Of course, none of this is really relevant because what the original function or form of morality happens to be does not imply what it must be like
now- this would be a genetic fallacy to argue as much. Clearly, if we still lived according to our most basic, evolutionarily produced moral sentiments, the world would be a very ugly place. Indeed, the evolution of morality
distinct from the biological evolution of species is one of the more interesting areas in contemporary ethics.
Evolution is your moral source not mine. I think is almost comical to picture lawmakers and SC justices look at bone beds, guessing at behavior gain and loss, and carbon dating data to create law.
Well, if its anyone's source then its everyone's source. It is either the case that morality is a product of evolution- for everyone- or that it is not- for everyone.
And as above, and as I remarked last post, a descriptive account of the original functions of our moral senses does not commit us to any prescriptive morals.
I have one primary claim.
1. Only with God do objective moral truths exist. That is not to say the ethics we invent are not objectively existent.
How simple is that. Look at what you have posted to get out of this simply claim. It looks like a pint shop exploded and interns were sent around looking for the most ambiguous and technical words to use in an attempt to show 1 + 1 = fruit loops.

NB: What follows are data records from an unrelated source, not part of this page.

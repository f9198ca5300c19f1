//! Starmill Settings Crate
//!
//! Handles job configuration: defaults, file loading, and validation.

pub mod config;
pub mod error;

pub use config::{
    CalibrationSettings, ConnectionSettings, FeedSettings, JobConfig, LinkType, MaterialSettings,
    SimulatorSettings, StarSettings, TimeoutSettings,
};
pub use error::{ConfigError, ConfigResult, SettingsError, SettingsResult};
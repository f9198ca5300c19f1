//! # Starmill Job
//!
//! The star cutting job: connect, home, probe the work surface, move the
//! work origin onto the measured surface, cut the star outline in several
//! passes, and shut down. Any failure aborts the remaining steps and runs
//! a best-effort spindle stop before the link is closed.

pub mod calibration;
pub mod error;
pub mod orchestrator;
pub mod programs;
pub mod report;

pub use calibration::{Calibration, CalibrationState};
pub use error::{JobError, JobPhase, JobResult};
pub use orchestrator::{build_link, JobOrchestrator};
pub use report::{JobReport, PassReport};
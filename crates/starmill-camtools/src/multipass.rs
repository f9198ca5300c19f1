//! Multiple pass depth schedule.
//!
//! Pass `i` of `n` (1-indexed) leaves `thickness * (n - i) / n` of material,
//! so the first pass removes the least and the last pass reaches zero.

use crate::error::{CamToolResult, ParameterError};
use serde::{Deserialize, Serialize};
use std::iter::FusedIterator;

/// One pass of a multi-pass cut.
#[derive(Debug, Clone, Copy, PartialEq, Serialize, Deserialize)]
pub struct Pass {
    /// 1-indexed pass number
    pub index: u32,
    /// Z height of this pass above the work origin (mm)
    pub depth: f64,
}

/// Depth schedule for a multi-pass cut through `thickness` of material.
#[derive(Debug, Clone, Copy, PartialEq, Serialize, Deserialize)]
pub struct PassPlan {
    total_passes: u32,
    thickness: f64,
}

impl PassPlan {
    /// Creates a validated pass plan.
    pub fn new(total_passes: u32, thickness: f64) -> CamToolResult<Self> {
        if total_passes == 0 {
            return Err(ParameterError::OutOfRange {
                name: "total_passes".to_string(),
                value: total_passes.to_string(),
                expected: ">= 1".to_string(),
            }
            .into());
        }
        if !thickness.is_finite() {
            return Err(ParameterError::NotFinite("thickness".to_string()).into());
        }
        if thickness <= 0.0 {
            return Err(ParameterError::OutOfRange {
                name: "thickness".to_string(),
                value: thickness.to_string(),
                expected: "> 0".to_string(),
            }
            .into());
        }
        Ok(Self {
            total_passes,
            thickness,
        })
    }

    pub fn total_passes(&self) -> u32 {
        self.total_passes
    }

    pub fn thickness(&self) -> f64 {
        self.thickness
    }

    /// Depth for 1-indexed `pass`, or `None` outside `1..=total_passes`.
    pub fn depth(&self, pass: u32) -> Option<f64> {
        if !(1..=self.total_passes).contains(&pass) {
            return None;
        }
        Some(self.thickness * (self.total_passes - pass) as f64 / self.total_passes as f64)
    }

    /// Iterates over every pass in cutting order.
    pub fn iter(&self) -> PassDepths {
        PassDepths {
            plan: *self,
            next: 1,
        }
    }

    /// Depths only, in cutting order.
    pub fn depths(&self) -> impl Iterator<Item = f64> {
        self.iter().map(|pass| pass.depth)
    }
}

impl IntoIterator for PassPlan {
    type Item = Pass;
    type IntoIter = PassDepths;

    fn into_iter(self) -> Self::IntoIter {
        self.iter()
    }
}

/// Iterator over the passes of a [`PassPlan`].
#[derive(Debug, Clone)]
pub struct PassDepths {
    plan: PassPlan,
    next: u32,
}

impl Iterator for PassDepths {
    type Item = Pass;

    fn next(&mut self) -> Option<Pass> {
        let pass = Pass {
            index: self.next,
            depth: self.plan.depth(self.next)?,
        };
        self.next += 1;
        Some(pass)
    }

    fn size_hint(&self) -> (usize, Option<usize>) {
        let remaining = (self.plan.total_passes + 1).saturating_sub(self.next) as usize;
        (remaining, Some(remaining))
    }
}

impl ExactSizeIterator for PassDepths {}

impl FusedIterator for PassDepths {}

/// Build the pass schedule. See [`PassPlan::new`].
pub fn pass_depths(total_passes: u32, material_thickness: f64) -> CamToolResult<PassPlan> {
    PassPlan::new(total_passes, material_thickness)
}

Trust me, the problem isn't that we don't know what your primary claim is, the problem is taht you have to substantiate it somehow. You can't simply assert it and expect that to count for anything. There is such a thing as a burden of proof; if you claim X is true, then you have a burden to show that X is indeed true (via providing evidence, arguments, etc.)
1. People are your source and that is not objective.
2. Evolution is your source and that is not moral. Unless you redefine morality as whatever someone (just like Hitler did in Eugenics and race superiority) claims evolution suggests.
Well, I don't have to make ANY choice until I see what your argument for your primary claim looks like. And regardless, I don't endorse moral realism in the first place, so this is not a problem for me at all; I don't think there are any such thing as objective moral truths or moral facts.